*What to produce*
Exactly and only the lines from the one with "let mut input = bytes.iter();" through the end of the listing are to be transcribed, both ends included.

*Records for the task*
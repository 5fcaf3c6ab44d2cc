//! Error handling traits

use super::types::{Error, Result};

/// Extension trait for Result types
pub trait ResultExt<T, E>: Sized {
    /// Replace any error with one produced by `f`, discarding the original
    fn wrap_err<F, E2>(self, f: F) -> core::result::Result<T, E2>
    where
        F: FnOnce() -> E2;

    /// Add context to an error when converting to Error
    fn with_context(self, context: &'static str) -> Result<T>
    where
        E: Into<Error>;

    /// Add message to an error when converting to Error
    fn with_message(self, message: impl Into<String>) -> Result<T>
    where
        E: Into<Error>;
}

impl<T, E> ResultExt<T, E> for core::result::Result<T, E> {
    fn wrap_err<F, E2>(self, f: F) -> core::result::Result<T, E2>
    where
        F: FnOnce() -> E2,
    {
        self.map_err(|_| f())
    }

    fn with_context(self, context: &'static str) -> Result<T>
    where
        E: Into<Error>,
    {
        self.map_err(|e| e.into().with_context(context))
    }

    fn with_message(self, message: impl Into<String>) -> Result<T>
    where
        E: Into<Error>,
    {
        self.map_err(|e| e.into().with_message(message))
    }
}
//! Polynomial vector types and operations specific to Dilithium.
//!
//! Vector lengths are const generics: `PolyVec<L>` holds s1, y and z,
//! `PolyVec<K>` holds s2, t, w and h. The public matrix is a `K x L` array
//! of NTT-domain polynomials.

use core::array;

use latsig_algorithms::poly::polynomial::{NttPoly, Poly};
use latsig_params::pqc::dilithium::SEED_BYTES;
use zeroize::Zeroize;

use super::sampling::{poly_uniform, poly_uniform_4x};
use crate::error::Result;

/// A vector of coefficient-domain polynomials
#[derive(Clone, Debug, PartialEq, Eq, Zeroize)]
pub struct PolyVec<const LEN: usize> {
    pub(crate) polys: [Poly; LEN],
}

/// A vector of NTT-domain polynomials
#[derive(Clone, Debug, PartialEq, Eq, Zeroize)]
pub struct NttPolyVec<const LEN: usize> {
    pub(crate) polys: [NttPoly; LEN],
}

impl<const LEN: usize> PolyVec<LEN> {
    /// Creates a vector with all polynomial coefficients set to zero.
    pub fn zero() -> Self {
        Self {
            polys: array::from_fn(|_| Poly::zero()),
        }
    }

    /// Wraps an array of polynomials.
    #[cfg(test)]
    pub(crate) fn from_polys(polys: [Poly; LEN]) -> Self {
        Self { polys }
    }

    /// Borrow the polynomials.
    #[cfg(test)]
    pub(crate) fn polys(&self) -> &[Poly; LEN] {
        &self.polys
    }

    /// Forward NTT of every element.
    pub fn ntt(&self) -> NttPolyVec<LEN> {
        NttPolyVec {
            polys: array::from_fn(|i| self.polys[i].ntt()),
        }
    }

    /// Element-wise `self + other` (unreduced).
    pub fn add(&self, other: &Self) -> Self {
        Self {
            polys: array::from_fn(|i| self.polys[i].add(&other.polys[i])),
        }
    }

    /// Element-wise `self + 2q - other` (unreduced, `other < 2q`).
    pub fn sub(&self, other: &Self) -> Self {
        Self {
            polys: array::from_fn(|i| self.polys[i].sub(&other.polys[i])),
        }
    }

    /// Element-wise multiplication by `2^D`.
    pub fn shift_left(&self) -> Self {
        Self {
            polys: array::from_fn(|i| self.polys[i].shift_left()),
        }
    }

    /// Conditionally subtracts q from every coefficient (inputs `< 2q`).
    pub fn csubq(&mut self) {
        self.polys.iter_mut().for_each(Poly::csubq);
    }

    /// Canonical `[0, q)` representatives for every coefficient.
    pub fn freeze(&mut self) {
        self.polys.iter_mut().for_each(Poly::freeze);
    }

    /// True if any coefficient of any element has centred norm `>= bound`.
    /// Stops at the first offending polynomial.
    pub fn chknorm(&self, bound: u32) -> bool {
        self.polys.iter().any(|p| p.chknorm(bound))
    }
}

impl<const LEN: usize> NttPolyVec<LEN> {
    /// Creates a vector with all polynomial coefficients set to zero.
    pub fn zero() -> Self {
        Self {
            polys: array::from_fn(|_| NttPoly::zero()),
        }
    }

    /// Inverse NTT (times `2^32 mod q`) of every element.
    pub fn invntt_montgomery(&self) -> PolyVec<LEN> {
        PolyVec {
            polys: array::from_fn(|i| self.polys[i].invntt_montgomery()),
        }
    }

    /// Element-wise `self + 2q - other`.
    pub fn sub(&self, other: &Self) -> Self {
        Self {
            polys: array::from_fn(|i| self.polys[i].sub(&other.polys[i])),
        }
    }

    /// Brings every coefficient below `2q`.
    pub fn reduce(&mut self) {
        self.polys.iter_mut().for_each(NttPoly::reduce);
    }

    /// Multiplies every element pointwise by the same polynomial.
    pub fn pointwise_poly_montgomery(&self, c: &NttPoly) -> Self {
        Self {
            polys: array::from_fn(|i| c.pointwise_montgomery(&self.polys[i])),
        }
    }

    /// Inner product `sum_i self[i] ∘ other[i]` with Montgomery reduction.
    ///
    /// Each product is `< 2q`, so the sum is `< 2 * LEN * q`.
    pub fn pointwise_acc_montgomery(&self, other: &Self) -> NttPoly {
        let mut acc = NttPoly::zero();
        for (a, b) in self.polys.iter().zip(other.polys.iter()) {
            acc = acc.add(&a.pointwise_montgomery(b));
        }
        acc
    }
}

/// The public `K x L` matrix A, stored in the NTT domain
#[derive(Clone, Debug, PartialEq, Eq)]
pub struct Matrix<const K: usize, const L: usize> {
    pub(crate) rows: [NttPolyVec<L>; K],
}

impl<const K: usize, const L: usize> Matrix<K, L> {
    /// Computes `A · v` row by row.
    ///
    /// The result is in the NTT domain, unreduced (`< 2Lq`) and carries a
    /// factor `2^-32` from the Montgomery products.
    pub fn mul_vec(&self, v: &NttPolyVec<L>) -> NttPolyVec<K> {
        NttPolyVec {
            polys: array::from_fn(|i| self.rows[i].pointwise_acc_montgomery(v)),
        }
    }
}

/// ExpandA: derives the matrix from `rho`.
///
/// Entry `(i, j)` is `poly_uniform(rho, (i << 8) | j)`. Entries are drawn
/// four at a time, in row-major order, through the batched sampler.
pub fn expand_matrix<const K: usize, const L: usize>(
    rho: &[u8; SEED_BYTES],
) -> Result<Matrix<K, L>> {
    let coords: Vec<(usize, usize)> = (0..K)
        .flat_map(|i| (0..L).map(move |j| (i, j)))
        .collect();
    let nonce = |(i, j): (usize, usize)| ((i << 8) | j) as u16;

    let mut rows: [NttPolyVec<L>; K] = array::from_fn(|_| NttPolyVec::zero());

    let mut quads = coords.chunks_exact(4);
    for quad in quads.by_ref() {
        let nonces = [nonce(quad[0]), nonce(quad[1]), nonce(quad[2]), nonce(quad[3])];
        let polys = poly_uniform_4x(rho, nonces)?;
        for (&(i, j), p) in quad.iter().zip(polys) {
            rows[i].polys[j] = p;
        }
    }
    for &(i, j) in quads.remainder() {
        rows[i].polys[j] = poly_uniform(rho, nonce((i, j)))?;
    }

    Ok(Matrix { rows })
}

/// Reference ExpandA drawing every entry with the scalar sampler
#[cfg(test)]
pub(crate) fn expand_matrix_scalar<const K: usize, const L: usize>(
    rho: &[u8; SEED_BYTES],
) -> Result<Matrix<K, L>> {
    let mut rows: [NttPolyVec<L>; K] = array::from_fn(|_| NttPolyVec::zero());
    for (i, row) in rows.iter_mut().enumerate() {
        for (j, entry) in row.polys.iter_mut().enumerate() {
            *entry = poly_uniform(rho, ((i << 8) | j) as u16)?;
        }
    }
    Ok(Matrix { rows })
}
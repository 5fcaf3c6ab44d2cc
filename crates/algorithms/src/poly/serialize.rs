//! Coefficient packing and unpacking
//!
//! All packed formats in this workspace are contiguous little-endian bit
//! strings: coefficient `i` occupies bits `[i * w, (i + 1) * w)` of the
//! output, and each byte is filled from its least significant bit.

use crate::error::{validate, Error, Result};

/// Number of bytes needed to pack `n` coefficients of `bits_per_coeff` bits
pub const fn bytes_required(bits_per_coeff: usize, n: usize) -> usize {
    (n * bits_per_coeff + 7) / 8
}

fn check_width(bits_per_coeff: usize) -> Result<u32> {
    if bits_per_coeff == 0 || bits_per_coeff > 32 {
        return Err(Error::param(
            "bits_per_coeff",
            format!("must be in range [1, 32], got {}", bits_per_coeff),
        ));
    }
    Ok(if bits_per_coeff == 32 {
        u32::MAX
    } else {
        (1u32 << bits_per_coeff) - 1
    })
}

/// Packs the low `bits_per_coeff` bits of every value into `out`.
///
/// `out` must be exactly `bytes_required(bits_per_coeff, values.len())`
/// bytes long. Higher bits of each value are ignored.
pub fn pack_bits(values: &[u32], bits_per_coeff: usize, out: &mut [u8]) -> Result<()> {
    let mask = check_width(bits_per_coeff)?;
    validate::length(
        "packed coefficients",
        out.len(),
        bytes_required(bits_per_coeff, values.len()),
    )?;

    let mut acc = 0u64;
    let mut acc_bits = 0;
    let mut pos = 0;
    for &v in values {
        acc |= ((v & mask) as u64) << acc_bits;
        acc_bits += bits_per_coeff;
        while acc_bits >= 8 {
            out[pos] = acc as u8;
            pos += 1;
            acc >>= 8;
            acc_bits -= 8;
        }
    }
    if acc_bits > 0 {
        out[pos] = acc as u8;
    }
    Ok(())
}

/// Inverse of [`pack_bits`]: fills `values` with `bits_per_coeff`-bit fields.
///
/// `bytes` must be exactly `bytes_required(bits_per_coeff, values.len())`
/// bytes long.
pub fn unpack_bits(bytes: &[u8], bits_per_coeff: usize, values: &mut [u32]) -> Result<()> {
    let mask = check_width(bits_per_coeff)?;
    validate::length(
        "packed coefficients",
        bytes.len(),
        bytes_required(bits_per_coeff, values.len()),
    )?;

    let mut acc = 0u64;
    let mut acc_bits = 0;
    let mut input = bytes.iter();
    for v in values.iter_mut() {
        while acc_bits < bits_per_coeff {
            // Length was validated above, so the iterator cannot run dry here
            let byte = input.next().copied().unwrap_or(0);
            acc |= (byte as u64) << acc_bits;
            acc_bits += 8;
        }
        *v = (acc as u32) & mask;
        acc >>= bits_per_coeff;
        acc_bits -= bits_per_coeff;
    }
    Ok(())
}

*Answer*
    let mut input = bytes.iter();
    for v in values.iter_mut() {
        while acc_bits < bits_per_coeff {
            // Length was validated above, so the iterator cannot run dry here
            let byte = input.next().copied().unwrap_or(0);
            acc |= (byte as u64) << acc_bits;
            acc_bits += 8;
        }
        *v = (acc as u32) & mask;
        acc >>= bits_per_coeff;
        acc_bits -= bits_per_coeff;
    }
    Ok(())
}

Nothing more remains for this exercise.